_Given data_:

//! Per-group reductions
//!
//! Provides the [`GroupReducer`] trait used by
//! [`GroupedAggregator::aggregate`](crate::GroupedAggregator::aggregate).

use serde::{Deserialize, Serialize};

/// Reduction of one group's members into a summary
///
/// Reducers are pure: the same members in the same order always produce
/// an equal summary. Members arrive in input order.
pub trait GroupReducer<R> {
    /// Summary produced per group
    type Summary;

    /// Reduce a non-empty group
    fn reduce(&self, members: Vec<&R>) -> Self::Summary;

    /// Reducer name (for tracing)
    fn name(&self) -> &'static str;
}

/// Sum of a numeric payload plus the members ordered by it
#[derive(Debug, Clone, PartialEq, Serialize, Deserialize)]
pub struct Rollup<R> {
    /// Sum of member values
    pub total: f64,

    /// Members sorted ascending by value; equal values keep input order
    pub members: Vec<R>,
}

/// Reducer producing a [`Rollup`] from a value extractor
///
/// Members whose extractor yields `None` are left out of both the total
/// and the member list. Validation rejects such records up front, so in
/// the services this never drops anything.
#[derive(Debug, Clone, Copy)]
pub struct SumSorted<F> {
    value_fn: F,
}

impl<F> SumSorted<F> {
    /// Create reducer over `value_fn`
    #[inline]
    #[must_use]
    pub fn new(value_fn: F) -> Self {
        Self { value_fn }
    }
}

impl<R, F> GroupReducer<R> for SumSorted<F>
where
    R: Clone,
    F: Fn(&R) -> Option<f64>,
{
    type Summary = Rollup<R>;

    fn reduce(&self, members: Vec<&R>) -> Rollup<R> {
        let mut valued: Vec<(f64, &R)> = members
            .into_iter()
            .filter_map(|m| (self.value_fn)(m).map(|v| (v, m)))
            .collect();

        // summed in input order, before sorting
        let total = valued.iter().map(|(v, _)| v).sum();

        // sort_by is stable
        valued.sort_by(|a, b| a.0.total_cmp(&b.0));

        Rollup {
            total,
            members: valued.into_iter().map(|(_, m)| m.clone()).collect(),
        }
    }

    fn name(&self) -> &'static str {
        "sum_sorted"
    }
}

_Instructions to follow_: Output, unchanged, the lines of the listing above from the first one through the one holding "both the total". Leave out every line after it.

_Answer section_:
//! Per-group reductions
//!
//! Provides the [`GroupReducer`] trait used by
//! [`GroupedAggregator::aggregate`](crate::GroupedAggregator::aggregate).

use serde::{Deserialize, Serialize};

/// Reduction of one group's members into a summary
///
/// Reducers are pure: the same members in the same order always produce
/// an equal summary. Members arrive in input order.
pub trait GroupReducer<R> {
    /// Summary produced per group
    type Summary;

    /// Reduce a non-empty group
    fn reduce(&self, members: Vec<&R>) -> Self::Summary;

    /// Reducer name (for tracing)
    fn name(&self) -> &'static str;
}

/// Sum of a numeric payload plus the members ordered by it
#[derive(Debug, Clone, PartialEq, Serialize, Deserialize)]
pub struct Rollup<R> {
    /// Sum of member values
    pub total: f64,

    /// Members sorted ascending by value; equal values keep input order
    pub members: Vec<R>,
}

/// Reducer producing a [`Rollup`] from a value extractor
///
/// Members whose extractor yields `None` are left out of both the total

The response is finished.